The human brain is probably the most complex organ of the body, and comparing it to the National Health Service may give us conceptual hints as to how we approach reconfigurations.
The brain cannot undergo limitless growth in response to increasing demand, which may or may not increase as a person gets older.
This is shown for example by the fact that it’s contained within a skull. It has an outer covering which encases it. This is known as the ‘blood brain barrier’ regulating traffic between the body and the brain, analogous to the regulators.
Seeing what is happening from output this barrier can be a good marker of the quality of activities within the brain itself.
The brain makes decisions, plans ahead, makes decisions, has a working memory, can learn, has memory for events, and is able to perceive aspects of the world around it.
Also bits of it can suffer from a build-up of toxic metabolites, which may be kept hidden.
It needs a brainstem to survive, which for example contains centres that control our breath. This brainstem also connects the brain to the rest of the body.
We of course need lungs to breathe. In the same way, the the NHS needs the rest of the economy to survive. And we can’t absolutely divorce what is happening in the NHS from the rest of what is happening in the UK, in much the same way the brain cannot be thought to be separate from lungs. There’s an interdependency.
The human brain is incredibly metabolically active. Without being given adequate resources, the whole thing will simply die.
The body needs to work too. For example, if we can’t breath, we don’t get the oxygen to run the brain. If there is insufficient monies to run the NHS, of the order of billions, it will simply fail.
No-one really understands the complexity of the brain, in a similar way to not many people understand how the NHS works as a whole. There are thought to be 100 billion brain cells, in various proportions of the types of brain cells.
With so many brain cells, and connections between them, it’s inevitable that some connections (and even brain cells) will become “redundant” with time.
The number of each category of brain cells doesn’t matter as such as long as the whole brain functions well. However, some people worry that certain types of brain cells, or entities in the NHS, consume too much energy and are not particularly efficient. This is of course of concern if you’re thinking about having enough energy for the brain as a whole.
It’s likely that no one part of the brain fulfils a certain function in the brain, such as decision making. It’s likely that different parts of the brain work in synchrony to fulfil these functions. However, some parts of the brain may be more important than others for producing certain brain functions.
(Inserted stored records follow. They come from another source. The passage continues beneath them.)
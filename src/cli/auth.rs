use std::sync::Arc;

use tokio::sync::Mutex;

use crate::{spotify, types::Session};

pub async fn auth(shared_state: Arc<Mutex<Option<Session>>>) {
    spotify::auth::auth(shared_state).await;
}
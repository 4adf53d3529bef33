use std::fmt;

use reqwest::{Client, Method, Response, StatusCode};
use serde_json::Value;

use crate::{management::SessionManager, spotify::auth, types::SessionStatus, warning};

use super::auth::AuthError;

#[derive(Debug)]
pub enum ApiError {
    /// No access token is available at all; the user never authenticated or
    /// was logged out.
    Unauthenticated,
    /// The provider rejected the request as unauthorized and no recovery was
    /// possible within the single allowed refresh cycle.
    Unauthorized,
    Auth(AuthError),
    Http(reqwest::Error),
}

impl fmt::Display for ApiError {
    fn fmt(&self, f: &mut fmt::Formatter<'_>) -> fmt::Result {
        match self {
            ApiError::Unauthenticated => {
                write!(f, "not authenticated; run spotifuse auth")
            }
            ApiError::Unauthorized => write!(f, "request unauthorized; run spotifuse auth"),
            ApiError::Auth(e) => write!(f, "{}", e),
            ApiError::Http(e) => write!(f, "http error: {}", e),
        }
    }
}

impl std::error::Error for ApiError {}

impl From<reqwest::Error> for ApiError {
    fn from(err: reqwest::Error) -> Self {
        ApiError::Http(err)
    }
}

impl From<AuthError> for ApiError {
    fn from(err: AuthError) -> Self {
        ApiError::Auth(err)
    }
}

/// A description of one logical API request. Kept as data instead of a
/// prebuilt `reqwest` request so the client can rebuild it for the single
/// retry after a token refresh.
#[derive(Debug, Clone)]
pub struct ApiRequest {
    pub method: Method,
    pub url: String,
    pub query: Vec<(String, String)>,
    pub body: Option<Value>,
}

impl ApiRequest {
    pub fn get(url: String) -> Self {
        ApiRequest {
            method: Method::GET,
            url,
            query: Vec::new(),
            body: None,
        }
    }

    pub fn post(url: String, body: Value) -> Self {
        ApiRequest {
            method: Method::POST,
            url,
            query: Vec::new(),
            body: Some(body),
        }
    }

    pub fn query(mut self, key: &str, value: &str) -> Self {
        self.query.push((key.to_string(), value.to_string()));
        self
    }
}

/// What to do when a request comes back unauthorized.
#[derive(Debug, Clone, Copy, PartialEq, Eq)]
pub enum UnauthorizedAction {
    /// First failure for this logical request and a refresh token exists.
    AttemptRefresh,
    /// Either the one refresh cycle is spent or there is nothing to refresh
    /// with. The session is cleared and the failure surfaces to the caller.
    ClearSession,
}

/// At most one refresh cycle per logical request, so a persistently invalid
/// credential cannot loop.
pub fn on_unauthorized(refreshes_used: u8, has_refresh_token: bool) -> UnauthorizedAction {
    if refreshes_used == 0 && has_refresh_token {
        UnauthorizedAction::AttemptRefresh
    } else {
        UnauthorizedAction::ClearSession
    }
}

/// Bearer-authenticated client for the Spotify Web API.
///
/// Wraps every outgoing resource call: it captures the current access token
/// before sending (capture-then-use, so a token rewritten mid-flight by a
/// concurrent refresh never leaks into an already-dispatched attempt),
/// attaches it as a bearer credential and performs exactly one reactive
/// refresh-and-retry when the provider answers 401. Refresh is never
/// preemptive. Concurrent requests that each hit a 401 may each run their
/// own refresh; there is no cross-request deduplication, which is a known
/// race accepted by design.
pub struct ApiClient {
    http: Client,
    sessions: SessionManager,
}

impl ApiClient {
    pub fn new(sessions: SessionManager) -> Self {
        ApiClient {
            http: Client::new(),
            sessions,
        }
    }

    /// Loads the persisted session and fails when it holds no credentials.
    pub async fn load() -> Result<Self, ApiError> {
        let sessions = SessionManager::load().await;
        if !sessions.session().is_authenticated() {
            return Err(ApiError::Unauthenticated);
        }
        Ok(Self::new(sessions))
    }

    pub fn sessions(&self) -> &SessionManager {
        &self.sessions
    }

    /// Sends one logical request. Any status other than 401 is returned to
    /// the caller as-is, error statuses included; the caller decides what a
    /// 404 or 429 means for its operation.
    pub async fn send(&mut self, request: &ApiRequest) -> Result<Response, ApiError> {
        let mut refreshes_used: u8 = 0;

        loop {
            // Capture the token for this attempt before dispatching.
            let token = self
                .sessions
                .session()
                .access_token
                .clone()
                .ok_or(ApiError::Unauthenticated)?;

            let response = self.dispatch(request, &token).await?;
            if response.status() != StatusCode::UNAUTHORIZED {
                return Ok(response);
            }

            let has_refresh = self.sessions.session().refresh_token.is_some();
            match on_unauthorized(refreshes_used, has_refresh) {
                UnauthorizedAction::AttemptRefresh => {
                    refreshes_used += 1;
                    self.refresh_session().await?;
                    // retry once with the new token
                }
                UnauthorizedAction::ClearSession => {
                    if let Err(e) = self.sessions.clear().await {
                        warning!("Failed to clear session: {}", e);
                    }
                    return Err(ApiError::Unauthorized);
                }
            }
        }
    }

    async fn dispatch(&self, request: &ApiRequest, token: &str) -> Result<Response, ApiError> {
        let mut builder = self
            .http
            .request(request.method.clone(), &request.url)
            .bearer_auth(token);
        if !request.query.is_empty() {
            builder = builder.query(&request.query);
        }
        if let Some(body) = &request.body {
            builder = builder.json(body);
        }
        Ok(builder.send().await?)
    }

    /// Rewrites the session with freshly granted tokens. A failed refresh
    /// clears the session entirely; the credential is unusable.
    async fn refresh_session(&mut self) -> Result<(), ApiError> {
        let Some(refresh) = self.sessions.session().refresh_token.clone() else {
            return Err(ApiError::Unauthorized);
        };

        match auth::refresh_token(&refresh).await {
            Ok((access_token, rotated_refresh)) => {
                let mut session = self.sessions.session().clone();
                session.access_token = Some(access_token);
                if rotated_refresh.is_some() {
                    session.refresh_token = rotated_refresh;
                }
                session.status = SessionStatus::Authenticated;
                self.sessions.replace(session);
                if let Err(e) = self.sessions.save().await {
                    warning!("Failed to persist refreshed session: {}", e);
                }
                Ok(())
            }
            Err(e) => {
                if let Err(clear_err) = self.sessions.clear().await {
                    warning!("Failed to clear session: {}", clear_err);
                }
                Err(ApiError::Auth(e))
            }
        }
    }
}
This is possibly helpful to think about what happens when some parts of the brain fail.
Some parts of the NHS may be running a deficit in a moribund way before they enter an outright failure regime.
In the same way, it could be that some parts of the brain don’t have enough oxygen – maybe insufficient money or spending too much money, and so forth. Lack of oxygen can produce a stroke.
The question is what happens when a part of the brain has a stroke. Somebody has to ascertain that that part of the brain has no residual function left.
Who makes that diagnosis, that there’s no function left, and no amount of oxygen will make that brain part work, is bound to be controversial, as to the subsequent management step of allowing that brain part to go peacefully out of action.
A problem obviously arises if it’s decided that that ‘out of action’ brain part goes into managed decline too quickly.
It could be that that part of the brain is actually critical for a function from the brain. This could be the case for a particular entity in the NHS itself too.
If a part of the brain is truly dead, the rest of a network of other parts of the brain could be recruited to fulfil that function. Such plasticity is known to a limited degree in the adult nervous system, but is much easier in the developing nervous system.
Brains which are old depend on activity in parts of the brain to determine where the connections are strongest and best made.
This is fundamentally the ‘issue’ for socialists who think that activity can determine some NHS services going into ‘managed decline’ through a mercenary neo-Darwinian ‘survival of the fitness’ process.
A problem with Lewisham, originally, was that it appeared that bits of the brain, to overegg this analogy, were being shut down because other parts of the brain had failed. This is of course counterintuitive.
It could be through proper planning can we can work out how to reconfigure networks so that the brain is still able to provide all its functions.
A major problem with recent legislation is bits of the brain can now be shut down without proper analysis,
Another major problem is that there is enormous public distrust, so that people are uncertain that the brain will be given enough oxygen to carry out its functions.
But on a happier note, the brain is a bit unpredictable. It is a remarkably sophisticated organ. There’s a lot of affection for it which far transcends it being a ‘sacred cow’.
As it gets older, we need the very best sophisticated minds to work out how best to progress English policy. I am not absolutely certain we have them just yet.